東京工業大学 物質理工学院 材料系の舟窪浩教授(同大学元素戦略研究センター兼任)、安岡慎之介大学院生(修士課程2年)らの研究グループは、強誘電体の中で最も高い強誘電性を持つことが報告されている窒化アルミニウムスカンジウムについて、スカンジウムを低濃度にすることによって、従来よりも高い強誘電性を発現する膜の作製に成功した。さらに、10万分の1ミリメートル(10 nm)以下の窒化アルミニウムスカンジウム薄膜でも強誘電性があることを世界で初めて確認した。

酸化ハフニウム等の従来の強誘電体では、複雑な形状の基材上への3次元の膜作製が必要だった。本成果によって、単純な構造で強誘電体の膜の作製ができるようになる観点からコストダウンが可能になる上、低消費電力で動作するIoT用の不揮発性メモリの実現が期待される。

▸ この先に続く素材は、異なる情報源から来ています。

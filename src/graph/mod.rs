//! Stage-graph domain types
//!
//! The declarative side of the engine: node topology, step specs,
//! environment context, post-run hooks, and the error taxonomy.

pub mod context;
pub mod definition;
pub mod errors;
pub mod node;
pub mod post;
pub mod types;

pub use context::EnvContext;
pub use definition::{GraphDefinition, GraphDefinitionBuilder};
pub use errors::{EngineError, ValidationError};
pub use node::{NodeKind, StageNode, StepKind, StepSpec};
pub use post::PostActions;
pub use types::{NodeStatus, RunStatus, Validate};
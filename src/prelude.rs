//! Prelude module for common imports

// Re-export graph types with full paths
pub use crate::graph::context::EnvContext;
pub use crate::graph::definition::{GraphDefinition, GraphDefinitionBuilder};
pub use crate::graph::errors::{EngineError, ValidationError};
pub use crate::graph::node::{NodeKind, StageNode, StepKind, StepSpec};
pub use crate::graph::post::PostActions;
pub use crate::graph::types::{NodeStatus, RunStatus, Validate};

// Re-export executor types
pub use crate::executor::{
    AbortSignal, Collaborators, CommandSource, GateChannel, GateHandle, GateVerdict, ManualGate,
    SilentGate, SourceControl, StepExecutor, StepOutcome, StepRecord,
};

// Re-export runner and report types
pub use crate::infrastructure::EngineConfig;
pub use crate::report::{ArtifactRef, PostStepRecord, ReportNode, RunReport};
pub use crate::runner::{GatePolicy, QualityGateWaiter, StageGraphRunner};
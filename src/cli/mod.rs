//! CLI tools for gantry
//!
//! - `check`: Validate a stage graph definition without running it
//! - `run`: Execute a stage graph definition and emit the run report
//! - `completions`: Generate shell completions

pub mod check;
pub mod completions;
pub mod run;

use anyhow::Result;
use clap::{CommandFactory, Parser, Subcommand, ValueEnum};
use std::path::PathBuf;

/// CLI arguments for gantry
#[derive(Parser, Debug)]
#[command(name = "gantry")]
#[command(author, version, about, long_about = None)]
struct Args {
    #[command(subcommand)]
    command: Command,
}

#[derive(Subcommand, Debug)]
enum Command {
    /// Validate a definition file without running it
    Check {
        /// Definition file (YAML, or JSON with a .json extension)
        file: PathBuf,
    },

    /// Run a definition file and emit the run report as JSON
    Run {
        /// Definition file (YAML, or JSON with a .json extension)
        file: PathBuf,
        /// Worker-pool size for parallel groups; defaults to the
        /// definition's largest declared fan-out
        #[arg(long)]
        max_parallel: Option<usize>,
        /// Default per-step timeout in seconds
        #[arg(long)]
        step_timeout: Option<u64>,
        /// Command whose stdout becomes the checked-out revision id
        #[arg(long)]
        checkout_command: Option<String>,
        /// Report output file (stdout if not specified)
        #[arg(short, long)]
        output: Option<PathBuf>,
    },

    /// Generate shell completions
    Completions {
        /// Shell type
        #[arg(value_enum)]
        shell: ShellArg,
        /// Output file (stdout if not specified)
        #[arg(short, long)]
        output: Option<PathBuf>,
    },
}

#[derive(Copy, Clone, Debug, PartialEq, Eq, ValueEnum)]
enum ShellArg {
    Bash,
    Zsh,
    Fish,
    PowerShell,
}

/// Build the CLI command for completion generation
pub fn build_cli() -> clap::Command {
    Args::command()
}

/// Parse and execute CLI arguments
pub fn run() -> Result<()> {
    let args = Args::parse();

    match args.command {
        Command::Check { file } => {
            check::check_definition(&file)?;
        }
        Command::Run {
            file,
            max_parallel,
            step_timeout,
            checkout_command,
            output,
        } => {
            let options = run::RunOptions {
                max_parallel,
                step_timeout,
                checkout_command,
                output,
            };
            let status = run::run_definition(&file, &options)?;
            if !status.is_succeeded() {
                anyhow::bail!("run finished {status}");
            }
        }
        Command::Completions { shell, output } => {
            use clap_complete::Shell;

            let shell_enum = match shell {
                ShellArg::Bash => Shell::Bash,
                ShellArg::Zsh => Shell::Zsh,
                ShellArg::Fish => Shell::Fish,
                ShellArg::PowerShell => Shell::PowerShell,
            };

            let completions = completions::generate_completions(shell_enum)?;

            if let Some(output_path) = output {
                completions::save_completions(&completions, &output_path)?;
            } else {
                println!("{}", completions);
            }
        }
    }

    Ok(())
}
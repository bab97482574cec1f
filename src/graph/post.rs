//! Post-run hook sets
//!
//! Hooks execute after the stage tree reaches a terminal state: `always`
//! runs unconditionally and first, then exactly one of `on_success` or
//! `on_failure` depending on the final run status.

#![allow(clippy::must_use_candidate)]

use super::node::StepSpec;
use super::types::RunStatus;
use serde::{Deserialize, Serialize};
use std::fmt;

/// Terminal hook sets keyed by overall run status
#[derive(Debug, Clone, PartialEq, Eq, Serialize, Deserialize, Default)]
pub struct PostActions {
    /// Hooks that run regardless of the outcome, before the keyed set
    #[serde(skip_serializing_if = "Vec::is_empty", default)]
    pub always: Vec<StepSpec>,

    /// Hooks that run only when the run succeeded
    #[serde(skip_serializing_if = "Vec::is_empty", default)]
    pub on_success: Vec<StepSpec>,

    /// Hooks that run when the run failed or was aborted
    #[serde(skip_serializing_if = "Vec::is_empty", default)]
    pub on_failure: Vec<StepSpec>,
}

impl PostActions {
    /// Creates an empty hook configuration
    #[must_use]
    pub fn new() -> Self {
        Self::default()
    }

    /// Adds an always hook
    #[must_use]
    pub fn always(mut self, step: StepSpec) -> Self {
        self.always.push(step);
        self
    }

    /// Adds a success hook
    #[must_use]
    pub fn on_success(mut self, step: StepSpec) -> Self {
        self.on_success.push(step);
        self
    }

    /// Adds a failure hook
    #[must_use]
    pub fn on_failure(mut self, step: StepSpec) -> Self {
        self.on_failure.push(step);
        self
    }

    /// Returns true if no hooks are configured
    #[must_use]
    pub fn is_empty(&self) -> bool {
        self.always.is_empty() && self.on_success.is_empty() && self.on_failure.is_empty()
    }

    /// Hook sets to execute for `status`, in dispatch order.
    ///
    /// `always` first, then exactly one of the keyed sets: `on_success`
    /// for a succeeded run, `on_failure` for failed and aborted runs.
    #[must_use]
    pub fn selected(&self, status: RunStatus) -> Vec<(&'static str, &[StepSpec])> {
        let keyed: (&'static str, &[StepSpec]) = match status {
            RunStatus::Succeeded => ("on_success", &self.on_success),
            RunStatus::Failed | RunStatus::Aborted => ("on_failure", &self.on_failure),
        };
        vec![("always", self.always.as_slice()), keyed]
    }
}

impl fmt::Display for PostActions {
    fn fmt(&self, f: &mut fmt::Formatter<'_>) -> fmt::Result {
        write!(
            f,
            "post(always: {}, on_success: {}, on_failure: {})",
            self.always.len(),
            self.on_success.len(),
            self.on_failure.len()
        )
    }
}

今回の成果は、東京工業大学のほか、物質・材料研究機構機能性材料研究拠点の独立研究者の清水荘雄博士、産業技術総合研究所のセンシングシステム研究センターの上原雅人主任研究員と山田浩志研究チーム長、秋山守人首席研究員、東北大学電気通信研究所の平永良臣助教と長康雄教授らの研究グループによるもので、米国の物理学会の雑誌「Journal of Applied Physics」のFeatured Articleに選ばれ、9月18日付(現地時間)で掲載される。

研究の背景

強誘電体は、電圧の印加方向によって、結晶に2通りの安定な状態(分極状態)があり、電源から切り離してもその時点の分極状態を保持できる物質である。分極状態の保持には電力をまったく使わないため、理論的には電源がなくても情報が保持できる記憶保持素子(不揮発性メモリ)を作製できる。こうした強誘電体を利用したメモリはすでに、交通系ICカード等で広く実用化されているが、強誘電体の膜の作製が難しいため、一部の用途に限られてきた。

2011年に、作製が容易な酸化ハフニウムを基本とした物質が発表され、大きな注目を集めているが、強誘電性の制御方法がまだ十分確立していないことに加え、強誘電性自体が小さく、3次元の膜作製が必要だという問題があり、現在も実用化に向けた努力が続けられている。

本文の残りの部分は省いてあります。